Questo significherebbe che siamo pronti ad accettare la malattia da Covid tra i rischi della nostra vita futura, a inserire questa nuova causa di sofferenza e morte alla lunga lista delle patologie che abitualmente insidiano la nostra salute. Questo significherebbe che siamo pronti a dire di un nostro conoscente, amico o parente, che è morto di Covid come abbiamo detto e diremo che è morto di tumore. A patto che ci venga restituita una vita normale, di una «normalità diminuita», se preferite, ma pur sempre normalità.
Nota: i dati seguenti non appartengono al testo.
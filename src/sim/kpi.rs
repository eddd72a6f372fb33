//! Post-hoc episode metrics computed from step results.

use std::fmt;

use serde::Serialize;

use super::types::StepResult;

/// Aggregate metrics for one completed episode.
///
/// Computed post-hoc from `&[StepResult]` so that reported totals are always
/// consistent with the recorded step data.
#[derive(Debug, Clone, Default, PartialEq, Serialize)]
pub struct EpisodeMetrics {
    pub episode: usize,
    pub total_reward: f64,
    pub grid_cost: f64,
    pub degradation_cost: f64,
    pub penalty_cost: f64,
    pub unmet_load_kwh: f64,
    pub curtailed_kwh: f64,
    pub import_kwh: f64,
    pub export_kwh: f64,
    /// Sum of |battery power| * dt (kWh).
    pub battery_throughput_kwh: f64,
    /// Steps where the safety supervisor changed the command.
    pub safety_overrides: usize,
    pub steps: usize,
}

impl EpisodeMetrics {
    /// Computes all metrics from the complete step record slice.
    ///
    /// # Arguments
    ///
    /// * `episode` - Episode index within an evaluation
    /// * `results` - Step results in order
    /// * `dt_hours` - Timestep duration in hours
    pub fn from_results(episode: usize, results: &[StepResult], dt_hours: f64) -> Self {
        let mut m = Self {
            episode,
            steps: results.len(),
            ..Self::default()
        };

        for r in results {
            let d = &r.diagnostics;
            m.total_reward += r.reward;
            m.grid_cost += r.costs.grid_cost;
            m.degradation_cost += r.costs.degradation_cost;
            m.penalty_cost += r.costs.penalty_cost;
            m.unmet_load_kwh += d.unmet_energy_kwh;
            m.curtailed_kwh += d.curtailed_energy_kwh;
            m.import_kwh += d.realized_grid_kw.max(0.0) * dt_hours;
            m.export_kwh += (-d.realized_grid_kw).max(0.0) * dt_hours;
            m.battery_throughput_kwh += d.realized_battery_kw.abs() * dt_hours;
            if d.safety_decision.overridden {
                m.safety_overrides += 1;
            }
        }
        m
    }
}

impl fmt::Display for EpisodeMetrics {
    fn fmt(&self, f: &mut fmt::Formatter<'_>) -> fmt::Result {
        writeln!(f, "--- Episode {} ({} steps) ---", self.episode, self.steps)?;
        writeln!(f, "Total reward:          {:.3}", self.total_reward)?;
        writeln!(f, "Grid cost:             {:.3}", self.grid_cost)?;
        writeln!(f, "Degradation cost:      {:.3}", self.degradation_cost)?;
        writeln!(f, "Penalty cost:          {:.3}", self.penalty_cost)?;
        writeln!(f, "Unmet load:            {:.2} kWh", self.unmet_load_kwh)?;
        writeln!(f, "Curtailed:             {:.2} kWh", self.curtailed_kwh)?;
        writeln!(
            f,
            "Grid import/export:    {:.2} / {:.2} kWh",
            self.import_kwh, self.export_kwh
        )?;
        writeln!(
            f,
            "Battery throughput:    {:.2} kWh",
            self.battery_throughput_kwh
        )?;
        write!(f, "Safety overrides:      {}", self.safety_overrides)
    }
}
La rinuncia a una quota di privilegio
Ci abitueremo a vaccinarci all’inizio di ogni nuovo inverno, a travisare i nostri volti sotto le mascherine sui mezzi pubblici, a qualche altra piccola o grande rinuncia. Ci adatteremo, insomma, a una nuova norma. Poi, di tanto in tanto, qualcuno si ammalerà, qualcun altro cadrà. D’altro canto, noi cosiddetti «occidentali» delle generazioni nate dopo la fine della Seconda guerra mondiale, apparteniamo al pezzetto di umanità più sicura, protetta, meglio curata e meno esposta al rischio di malattie che abbia mai calcato la faccia della terra. Si tratterebbe, dunque, solo di rinunciare a una quota di questo nostro privilegio.

La fine di un sogno
Se questo nostro attuale umore dovesse disegnare il mondo di domani, ciò comporterebbe, però, anche un non trascurabile mutamento nella nostra visione del mondo: il leit motiv del capodanno 2021 — «tanto la prenderemo tutti» — ci racconta anche di una sconfitta. A essere sconfitto definitivamente sarebbe il sogno moderno di previsione e controllo, l’idea prometeica dell’uomo come dominatore della Terra e del proprio destino. Dovremmo abbandonare la speranza trionfalistica nella guarigione per far posto al più umile concetto di cura. Dovremmo accettare l’idea che l’uomo è l’animale costitutivamente «malato», che non esiste «corpo sano» ma un organismo sempre in precario equilibrio tra salute e malattia.